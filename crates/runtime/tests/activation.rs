mod common;

use std::sync::Arc;

use common::{BOLT, FIELD, authority, bolt, new_log, registry, spawn_caster};
use skill_core::{
    ActivationError, ActivationRequest, ActorId, ClassId, ExecutionOverride, MechanicHandler,
    Patch, SkillDefinition, SkillExecutor, SkillHost, SkillSpec, SpecField, SpecReadyHook,
    SupportDefinition, TargetData, Transform, TriggerEvent,
};
use skill_runtime::{RuntimeError, Simulation};

fn support(id: &str, patch: Patch) -> Arc<SupportDefinition> {
    Arc::new(SupportDefinition {
        support_id: id.to_owned(),
        display_name: id.to_owned(),
        patch,
    })
}

fn mana(sim: &Simulation, actor: ActorId) -> f32 {
    sim.world()
        .ability_component(actor)
        .expect("actor should have a component")
        .attributes()
        .mana()
}

fn is_commit_failure(err: &RuntimeError) -> bool {
    matches!(
        err,
        RuntimeError::Activation(ActivationError::CommitFailed { .. })
    )
}

#[test]
fn linked_supports_shape_the_spec_in_link_order() {
    let log = new_log();
    let mut sim = authority(&log);
    let caster = spawn_caster(&mut sim);
    let skill = Arc::new(bolt("Fireball", 10.0, &[]));

    let component = sim
        .world_mut()
        .ability_component_mut(caster)
        .expect("caster component");
    assert!(component.equip_skill(Arc::clone(&skill)));
    assert!(component.link_support(
        &skill.skill_id,
        support("Added", Patch::new().with_additive(SpecField::FinalDamage, 5.0)),
    ));
    assert!(component.link_support(
        &skill.skill_id,
        support("More", Patch::new().with_multiplicative(SpecField::FinalDamage, 0.5)),
    ));

    let report = sim.cast(caster, &skill).expect("cast should succeed");
    assert_eq!(report.spec.final_damage, 22.5);
}

#[test]
fn empty_identity_aborts_before_commit() {
    let log = new_log();
    let mut sim = authority(&log);
    let caster = spawn_caster(&mut sim);

    let nameless = Arc::new(SkillDefinition {
        display_name: "Nameless".into(),
        cost: 30.0,
        projectile_class: Some(ClassId::new(BOLT)),
        ..SkillDefinition::default()
    });
    let err = sim.cast(caster, &nameless).unwrap_err();

    assert!(matches!(
        err,
        RuntimeError::Activation(ActivationError::EmptyIdentity { ref display_name })
            if display_name == "Nameless"
    ));
    assert!(sim.carriers().is_empty());
    assert_eq!(mana(&sim, caster), 100.0);
}

#[test]
fn caster_without_component_cannot_commit() {
    let log = new_log();
    let mut sim = authority(&log);
    let caster = sim
        .world_mut()
        .spawn_character("bystander", Transform::default(), 20.0);

    let err = sim
        .cast(caster, &Arc::new(bolt("Bolt", 10.0, &[])))
        .unwrap_err();
    assert!(is_commit_failure(&err));
    assert!(sim.carriers().is_empty());
}

#[test]
fn unknown_caster_is_rejected() {
    let log = new_log();
    let mut sim = authority(&log);

    let err = sim
        .cast(ActorId(999), &Arc::new(bolt("Bolt", 10.0, &[])))
        .unwrap_err();
    assert!(matches!(err, RuntimeError::UnknownActor(ActorId(999))));
}

#[test]
fn cooldown_blocks_recast_until_it_elapses() {
    let log = new_log();
    let mut sim = authority(&log);
    let caster = spawn_caster(&mut sim);
    let skill = Arc::new(SkillDefinition {
        cooldown: 1.0,
        ..bolt("Bolt", 10.0, &[])
    });

    sim.cast(caster, &skill).expect("first cast should succeed");
    let err = sim.cast(caster, &skill).unwrap_err();
    assert!(is_commit_failure(&err));

    sim.step(0.5);
    assert!(sim.cast(caster, &skill).is_err());
    sim.step(0.5);
    sim.cast(caster, &skill)
        .expect("cast after cooldown should succeed");
}

#[test]
fn resource_cost_is_paid_on_commit() {
    let log = new_log();
    let mut sim = authority(&log);
    let caster = spawn_caster(&mut sim);
    let skill = Arc::new(SkillDefinition {
        cost: 60.0,
        ..bolt("Bolt", 10.0, &[])
    });

    sim.cast(caster, &skill).expect("first cast should succeed");
    assert_eq!(mana(&sim, caster), 40.0);

    let err = sim.cast(caster, &skill).unwrap_err();
    assert!(is_commit_failure(&err));
    assert_eq!(mana(&sim, caster), 40.0);
}

#[test]
fn trigger_payload_takes_precedence_over_the_source() {
    let log = new_log();
    let mut sim = authority(&log);
    let caster = spawn_caster(&mut sim);

    let trigger = TriggerEvent {
        payload: Some(Arc::new(bolt("FromEvent", 10.0, &[]))),
        target_data: vec![TargetData::default()],
    };
    let report = sim
        .activate(ActivationRequest {
            caster,
            trigger: Some(&trigger),
            source: Some(Arc::new(bolt("FromSource", 10.0, &[]))),
        })
        .expect("activation should succeed");
    assert_eq!(report.spec.skill_id.as_str(), "FromEvent");
}

#[test]
fn target_data_alone_resolves_nothing() {
    let log = new_log();
    let mut sim = authority(&log);
    let caster = spawn_caster(&mut sim);

    let trigger = TriggerEvent {
        payload: None,
        target_data: vec![TargetData {
            actors: vec![caster],
            location: None,
        }],
    };
    let err = sim
        .activate(ActivationRequest {
            caster,
            trigger: Some(&trigger),
            source: None,
        })
        .unwrap_err();
    assert!(matches!(
        err,
        RuntimeError::Activation(ActivationError::MissingDefinition { .. })
    ));
}

struct DoubleDamage;

impl SpecReadyHook for DoubleDamage {
    fn on_spec_ready(&mut self, _caster: ActorId, spec: &mut SkillSpec) {
        spec.final_damage *= 2.0;
    }
}

#[test]
fn spec_ready_hook_edits_the_spec_before_commit() {
    let log = new_log();
    let executor =
        SkillExecutor::new(Arc::new(registry(&log))).with_spec_ready_hook(DoubleDamage);
    let mut sim = Simulation::builder()
        .executor(executor)
        .build()
        .expect("simulation should build");
    let caster = spawn_caster(&mut sim);

    let report = sim
        .cast(caster, &Arc::new(bolt("Bolt", 10.0, &[])))
        .expect("cast should succeed");
    assert_eq!(report.spec.final_damage, 20.0);

    let carrier = report.execution.projectile.expect("projectile spawned");
    assert_eq!(
        sim.carriers().get(carrier).map(|c| c.spec().final_damage),
        Some(20.0)
    );
}

struct SpawnNothing;

impl ExecutionOverride for SpawnNothing {
    fn execute(
        &mut self,
        _caster: ActorId,
        _spec: &SkillSpec,
        prototypes: &[Box<dyn MechanicHandler>],
        _host: &mut dyn SkillHost,
    ) -> bool {
        assert_eq!(prototypes.len(), 1);
        true
    }
}

#[test]
fn execution_override_replaces_default_spawning() {
    let log = new_log();
    let executor =
        SkillExecutor::new(Arc::new(registry(&log))).with_execution_override(SpawnNothing);
    let mut sim = Simulation::builder()
        .executor(executor)
        .build()
        .expect("simulation should build");
    let caster = spawn_caster(&mut sim);

    let report = sim
        .cast(
            caster,
            &Arc::new(bolt("Bolt", 10.0, &[skill_core::ClassRegistry::PIERCE_HANDLER])),
        )
        .expect("cast should succeed");
    assert!(report.execution.overridden);
    assert_eq!(report.execution.carriers().count(), 0);
    assert!(sim.carriers().is_empty());
}

#[test]
fn unknown_and_mismatched_classes_are_skipped() {
    let log = new_log();
    let mut sim = authority(&log);
    let caster = spawn_caster(&mut sim);

    let skill = Arc::new(SkillDefinition {
        projectile_class: Some(ClassId::new("Projectile.Missing")),
        area_class: Some(ClassId::new(BOLT)),
        minion_class: Some(ClassId::new(FIELD)),
        default_handlers: vec![ClassId::new("Mechanic.Missing")],
        ..SkillDefinition::new("Broken")
    });
    let report = sim.cast(caster, &skill).expect("activation itself succeeds");

    assert_eq!(report.execution.handlers, 0);
    assert_eq!(report.execution.carriers().count(), 0);
    assert!(sim.carriers().is_empty());
}

#[test]
fn refused_spawns_leave_no_carrier() {
    let log = new_log();
    let mut sim = authority(&log);
    let caster = spawn_caster(&mut sim);
    sim.world_mut().set_refuse_spawns(true);

    let report = sim
        .cast(caster, &Arc::new(bolt("Bolt", 10.0, &[])))
        .expect("cast should succeed");
    assert!(report.execution.projectile.is_none());
    assert!(sim.carriers().is_empty());
}

#[test]
fn builder_requires_a_registry() {
    assert!(matches!(
        Simulation::builder().build(),
        Err(RuntimeError::MissingRegistry)
    ));
}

» Your task
Your answer should reproduce each line of the listing that holds the word "struct".

» Task result
struct DoubleDamage;
struct SpawnNothing;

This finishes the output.